## Task to complete
Your answer should be the lines of the material that include the word "alias".

## Given data

——

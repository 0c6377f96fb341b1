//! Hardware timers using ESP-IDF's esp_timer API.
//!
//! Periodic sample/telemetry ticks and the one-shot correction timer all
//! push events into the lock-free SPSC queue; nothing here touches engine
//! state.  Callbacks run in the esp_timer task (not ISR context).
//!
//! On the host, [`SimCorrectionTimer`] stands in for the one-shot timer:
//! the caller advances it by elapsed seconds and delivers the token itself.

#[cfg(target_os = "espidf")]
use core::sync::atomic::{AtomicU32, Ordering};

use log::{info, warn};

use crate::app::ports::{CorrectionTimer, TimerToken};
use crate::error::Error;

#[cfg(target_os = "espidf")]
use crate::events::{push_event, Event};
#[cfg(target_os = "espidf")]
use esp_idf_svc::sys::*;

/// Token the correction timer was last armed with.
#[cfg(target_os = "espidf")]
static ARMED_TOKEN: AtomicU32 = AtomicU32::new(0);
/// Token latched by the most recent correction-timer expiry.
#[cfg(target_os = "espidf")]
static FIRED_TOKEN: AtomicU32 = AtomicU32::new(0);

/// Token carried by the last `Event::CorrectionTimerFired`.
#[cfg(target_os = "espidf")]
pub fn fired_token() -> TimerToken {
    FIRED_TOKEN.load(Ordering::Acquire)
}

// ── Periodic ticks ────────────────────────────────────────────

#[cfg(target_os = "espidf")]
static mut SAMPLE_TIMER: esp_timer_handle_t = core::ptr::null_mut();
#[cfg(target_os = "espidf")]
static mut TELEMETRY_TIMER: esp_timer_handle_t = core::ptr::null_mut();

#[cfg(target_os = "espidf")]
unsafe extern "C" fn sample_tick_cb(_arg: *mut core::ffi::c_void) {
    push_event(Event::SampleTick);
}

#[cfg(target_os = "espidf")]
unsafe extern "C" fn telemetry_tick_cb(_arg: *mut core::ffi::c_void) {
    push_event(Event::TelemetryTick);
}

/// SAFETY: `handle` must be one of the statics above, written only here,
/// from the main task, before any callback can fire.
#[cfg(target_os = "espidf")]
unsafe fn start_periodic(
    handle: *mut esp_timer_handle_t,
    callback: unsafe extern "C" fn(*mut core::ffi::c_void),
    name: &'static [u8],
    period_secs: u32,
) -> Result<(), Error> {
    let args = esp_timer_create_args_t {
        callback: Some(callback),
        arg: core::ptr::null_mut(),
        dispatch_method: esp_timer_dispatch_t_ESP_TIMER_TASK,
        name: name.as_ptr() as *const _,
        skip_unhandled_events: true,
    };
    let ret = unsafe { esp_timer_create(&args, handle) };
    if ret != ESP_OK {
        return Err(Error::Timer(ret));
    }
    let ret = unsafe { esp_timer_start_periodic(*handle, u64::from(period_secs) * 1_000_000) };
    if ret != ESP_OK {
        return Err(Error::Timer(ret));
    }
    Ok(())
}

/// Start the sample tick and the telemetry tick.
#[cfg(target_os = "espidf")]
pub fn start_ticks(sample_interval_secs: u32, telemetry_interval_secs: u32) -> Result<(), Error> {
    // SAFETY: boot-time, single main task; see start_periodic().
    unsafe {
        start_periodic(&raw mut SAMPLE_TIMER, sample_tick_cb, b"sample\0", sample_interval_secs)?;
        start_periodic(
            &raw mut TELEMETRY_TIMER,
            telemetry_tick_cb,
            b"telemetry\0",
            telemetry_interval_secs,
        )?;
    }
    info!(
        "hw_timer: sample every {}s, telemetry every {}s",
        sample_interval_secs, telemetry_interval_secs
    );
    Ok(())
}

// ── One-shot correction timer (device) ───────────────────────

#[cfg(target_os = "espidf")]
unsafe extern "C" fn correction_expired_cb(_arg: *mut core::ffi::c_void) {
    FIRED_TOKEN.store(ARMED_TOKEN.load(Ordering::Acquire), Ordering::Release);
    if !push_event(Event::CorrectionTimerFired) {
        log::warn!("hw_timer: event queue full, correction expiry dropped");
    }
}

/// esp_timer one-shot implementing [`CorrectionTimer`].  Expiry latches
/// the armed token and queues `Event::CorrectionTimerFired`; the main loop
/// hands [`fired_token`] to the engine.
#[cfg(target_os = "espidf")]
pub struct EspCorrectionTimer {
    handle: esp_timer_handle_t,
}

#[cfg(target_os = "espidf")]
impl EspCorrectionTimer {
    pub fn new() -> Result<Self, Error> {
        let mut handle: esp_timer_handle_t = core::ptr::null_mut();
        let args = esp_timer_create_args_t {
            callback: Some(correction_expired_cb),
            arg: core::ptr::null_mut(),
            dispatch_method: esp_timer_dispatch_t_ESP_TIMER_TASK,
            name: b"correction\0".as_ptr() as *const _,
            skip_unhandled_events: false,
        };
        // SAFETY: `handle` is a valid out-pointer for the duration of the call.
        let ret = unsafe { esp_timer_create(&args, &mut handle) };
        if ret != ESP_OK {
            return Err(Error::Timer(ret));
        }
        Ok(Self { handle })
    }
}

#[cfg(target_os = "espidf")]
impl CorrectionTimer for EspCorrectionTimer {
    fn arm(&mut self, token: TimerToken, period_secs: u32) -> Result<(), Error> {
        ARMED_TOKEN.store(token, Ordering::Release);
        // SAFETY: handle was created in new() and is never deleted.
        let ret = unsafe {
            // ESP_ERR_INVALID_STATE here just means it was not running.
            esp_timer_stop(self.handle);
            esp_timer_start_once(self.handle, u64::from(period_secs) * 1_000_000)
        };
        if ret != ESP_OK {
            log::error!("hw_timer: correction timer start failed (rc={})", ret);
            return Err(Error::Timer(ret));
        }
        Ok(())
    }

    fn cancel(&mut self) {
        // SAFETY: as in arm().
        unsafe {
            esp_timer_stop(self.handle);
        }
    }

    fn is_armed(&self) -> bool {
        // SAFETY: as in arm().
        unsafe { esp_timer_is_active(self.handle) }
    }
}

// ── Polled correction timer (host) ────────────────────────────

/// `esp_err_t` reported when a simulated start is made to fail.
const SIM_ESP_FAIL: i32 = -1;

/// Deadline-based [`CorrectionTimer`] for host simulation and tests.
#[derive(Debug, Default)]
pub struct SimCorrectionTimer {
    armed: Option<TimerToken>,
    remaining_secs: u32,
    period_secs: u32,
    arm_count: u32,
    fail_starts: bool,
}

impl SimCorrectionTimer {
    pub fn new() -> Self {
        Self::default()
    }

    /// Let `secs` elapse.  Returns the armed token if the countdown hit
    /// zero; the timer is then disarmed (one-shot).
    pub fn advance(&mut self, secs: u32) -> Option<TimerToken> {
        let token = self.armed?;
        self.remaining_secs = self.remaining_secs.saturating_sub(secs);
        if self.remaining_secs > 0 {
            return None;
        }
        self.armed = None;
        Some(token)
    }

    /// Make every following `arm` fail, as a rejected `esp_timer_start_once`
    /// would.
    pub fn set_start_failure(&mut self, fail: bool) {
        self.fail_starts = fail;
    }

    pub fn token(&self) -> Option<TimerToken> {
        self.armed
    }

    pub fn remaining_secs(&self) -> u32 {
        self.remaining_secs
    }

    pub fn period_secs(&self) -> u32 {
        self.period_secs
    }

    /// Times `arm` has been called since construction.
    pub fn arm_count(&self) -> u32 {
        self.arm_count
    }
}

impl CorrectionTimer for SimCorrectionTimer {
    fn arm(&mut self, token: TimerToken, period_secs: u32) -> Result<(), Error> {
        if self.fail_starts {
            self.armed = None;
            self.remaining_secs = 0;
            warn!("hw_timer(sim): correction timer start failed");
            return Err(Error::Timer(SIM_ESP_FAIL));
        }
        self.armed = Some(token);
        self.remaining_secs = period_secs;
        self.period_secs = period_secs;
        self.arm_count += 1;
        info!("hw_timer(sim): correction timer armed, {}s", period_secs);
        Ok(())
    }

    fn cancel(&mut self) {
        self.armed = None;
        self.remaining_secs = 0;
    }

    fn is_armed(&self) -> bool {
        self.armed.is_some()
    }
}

——

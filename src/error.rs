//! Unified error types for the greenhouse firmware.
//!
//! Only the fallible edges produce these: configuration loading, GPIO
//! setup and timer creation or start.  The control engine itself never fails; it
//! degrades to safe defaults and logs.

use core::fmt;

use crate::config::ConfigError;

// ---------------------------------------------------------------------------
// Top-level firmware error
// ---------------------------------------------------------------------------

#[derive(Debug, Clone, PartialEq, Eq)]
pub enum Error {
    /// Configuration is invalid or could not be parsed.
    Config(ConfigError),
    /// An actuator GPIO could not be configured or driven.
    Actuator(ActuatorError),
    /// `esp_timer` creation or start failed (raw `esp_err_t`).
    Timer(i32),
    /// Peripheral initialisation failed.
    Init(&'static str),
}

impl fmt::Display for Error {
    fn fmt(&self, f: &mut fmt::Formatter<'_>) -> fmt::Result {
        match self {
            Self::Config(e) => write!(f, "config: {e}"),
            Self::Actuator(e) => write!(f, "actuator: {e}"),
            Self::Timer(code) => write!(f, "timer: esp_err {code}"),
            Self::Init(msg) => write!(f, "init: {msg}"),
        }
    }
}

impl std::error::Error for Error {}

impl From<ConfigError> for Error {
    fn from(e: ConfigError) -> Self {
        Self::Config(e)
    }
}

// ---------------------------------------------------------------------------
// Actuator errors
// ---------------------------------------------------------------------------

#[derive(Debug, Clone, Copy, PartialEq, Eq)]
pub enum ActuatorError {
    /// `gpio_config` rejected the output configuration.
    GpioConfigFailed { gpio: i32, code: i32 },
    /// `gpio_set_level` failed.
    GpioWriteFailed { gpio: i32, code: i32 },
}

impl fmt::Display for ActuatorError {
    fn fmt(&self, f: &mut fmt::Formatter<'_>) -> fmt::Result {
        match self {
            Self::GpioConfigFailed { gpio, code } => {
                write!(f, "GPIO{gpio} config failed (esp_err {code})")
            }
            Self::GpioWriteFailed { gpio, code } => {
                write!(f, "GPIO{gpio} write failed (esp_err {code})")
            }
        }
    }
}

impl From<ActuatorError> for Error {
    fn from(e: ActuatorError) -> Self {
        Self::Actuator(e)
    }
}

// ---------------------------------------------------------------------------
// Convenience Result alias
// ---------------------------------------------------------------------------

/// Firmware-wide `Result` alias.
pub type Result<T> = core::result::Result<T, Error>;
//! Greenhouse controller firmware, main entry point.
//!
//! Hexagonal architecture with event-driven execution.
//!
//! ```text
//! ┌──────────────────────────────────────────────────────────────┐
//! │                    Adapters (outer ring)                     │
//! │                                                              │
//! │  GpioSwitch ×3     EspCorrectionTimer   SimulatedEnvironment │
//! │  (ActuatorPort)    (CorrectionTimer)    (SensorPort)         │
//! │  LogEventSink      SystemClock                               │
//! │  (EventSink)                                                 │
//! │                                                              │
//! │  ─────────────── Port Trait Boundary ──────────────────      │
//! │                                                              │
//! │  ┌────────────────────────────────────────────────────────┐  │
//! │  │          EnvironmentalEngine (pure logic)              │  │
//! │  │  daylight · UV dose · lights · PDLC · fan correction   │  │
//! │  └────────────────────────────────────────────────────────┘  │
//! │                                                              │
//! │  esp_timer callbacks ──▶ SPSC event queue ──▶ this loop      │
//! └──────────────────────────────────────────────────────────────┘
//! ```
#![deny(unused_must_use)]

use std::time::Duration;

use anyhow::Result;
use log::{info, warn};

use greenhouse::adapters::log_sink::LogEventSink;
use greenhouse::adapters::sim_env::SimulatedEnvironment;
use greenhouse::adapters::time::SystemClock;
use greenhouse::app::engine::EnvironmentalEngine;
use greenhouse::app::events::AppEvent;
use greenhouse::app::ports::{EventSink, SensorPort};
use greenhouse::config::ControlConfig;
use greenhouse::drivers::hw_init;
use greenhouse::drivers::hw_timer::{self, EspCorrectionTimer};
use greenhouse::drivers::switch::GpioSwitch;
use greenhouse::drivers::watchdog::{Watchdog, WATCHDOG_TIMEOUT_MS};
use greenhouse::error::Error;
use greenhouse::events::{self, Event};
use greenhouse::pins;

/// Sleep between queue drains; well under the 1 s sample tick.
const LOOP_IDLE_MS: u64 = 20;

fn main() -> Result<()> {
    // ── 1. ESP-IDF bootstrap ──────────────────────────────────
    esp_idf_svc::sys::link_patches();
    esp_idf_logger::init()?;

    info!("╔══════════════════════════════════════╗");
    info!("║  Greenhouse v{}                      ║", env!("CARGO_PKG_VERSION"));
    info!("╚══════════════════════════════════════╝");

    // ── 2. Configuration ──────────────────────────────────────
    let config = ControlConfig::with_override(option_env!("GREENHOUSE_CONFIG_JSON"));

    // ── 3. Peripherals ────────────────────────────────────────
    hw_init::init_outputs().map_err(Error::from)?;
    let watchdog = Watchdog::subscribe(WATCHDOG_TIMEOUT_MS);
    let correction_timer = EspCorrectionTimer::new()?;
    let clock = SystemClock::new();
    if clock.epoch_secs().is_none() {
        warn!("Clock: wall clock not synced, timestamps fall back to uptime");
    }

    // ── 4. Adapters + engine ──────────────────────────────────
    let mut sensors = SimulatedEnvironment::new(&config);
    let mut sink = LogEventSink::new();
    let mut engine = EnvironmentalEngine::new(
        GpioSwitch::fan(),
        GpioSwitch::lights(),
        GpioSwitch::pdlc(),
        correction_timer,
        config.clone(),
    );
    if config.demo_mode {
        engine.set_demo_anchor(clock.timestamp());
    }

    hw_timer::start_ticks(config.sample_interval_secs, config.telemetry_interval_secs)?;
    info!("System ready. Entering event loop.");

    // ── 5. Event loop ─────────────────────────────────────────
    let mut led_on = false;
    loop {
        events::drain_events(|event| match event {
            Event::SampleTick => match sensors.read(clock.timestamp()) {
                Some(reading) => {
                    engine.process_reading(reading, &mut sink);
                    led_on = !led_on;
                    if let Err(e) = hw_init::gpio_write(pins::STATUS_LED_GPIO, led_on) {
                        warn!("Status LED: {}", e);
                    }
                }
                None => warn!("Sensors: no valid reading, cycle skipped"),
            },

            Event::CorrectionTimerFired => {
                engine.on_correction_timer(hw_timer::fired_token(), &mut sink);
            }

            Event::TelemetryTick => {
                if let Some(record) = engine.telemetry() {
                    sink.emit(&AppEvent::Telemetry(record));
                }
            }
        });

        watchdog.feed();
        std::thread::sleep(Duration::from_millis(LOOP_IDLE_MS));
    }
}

——

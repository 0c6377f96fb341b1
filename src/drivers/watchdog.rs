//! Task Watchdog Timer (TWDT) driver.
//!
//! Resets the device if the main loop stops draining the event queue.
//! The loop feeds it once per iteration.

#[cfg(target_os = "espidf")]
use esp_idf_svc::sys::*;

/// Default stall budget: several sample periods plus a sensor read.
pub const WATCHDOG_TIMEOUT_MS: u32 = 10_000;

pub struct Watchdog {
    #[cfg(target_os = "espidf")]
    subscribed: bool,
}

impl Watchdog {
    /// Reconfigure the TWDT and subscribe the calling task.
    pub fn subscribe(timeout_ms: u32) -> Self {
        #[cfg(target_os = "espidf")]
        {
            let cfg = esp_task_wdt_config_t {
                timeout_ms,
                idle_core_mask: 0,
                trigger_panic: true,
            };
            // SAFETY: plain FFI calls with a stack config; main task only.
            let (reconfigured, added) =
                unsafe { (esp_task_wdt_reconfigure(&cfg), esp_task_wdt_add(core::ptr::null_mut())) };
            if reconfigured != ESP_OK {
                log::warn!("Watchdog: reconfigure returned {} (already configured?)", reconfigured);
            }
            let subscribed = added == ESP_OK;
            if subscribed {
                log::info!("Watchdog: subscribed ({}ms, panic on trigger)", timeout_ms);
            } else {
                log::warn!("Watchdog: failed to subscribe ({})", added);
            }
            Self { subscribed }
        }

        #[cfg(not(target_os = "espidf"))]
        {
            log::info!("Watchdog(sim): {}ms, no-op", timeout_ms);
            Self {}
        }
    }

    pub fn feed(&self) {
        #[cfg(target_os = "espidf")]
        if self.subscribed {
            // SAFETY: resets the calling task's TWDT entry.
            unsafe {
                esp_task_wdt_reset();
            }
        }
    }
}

——

## Written reply
// Convenience Result alias
/// Firmware-wide `Result` alias.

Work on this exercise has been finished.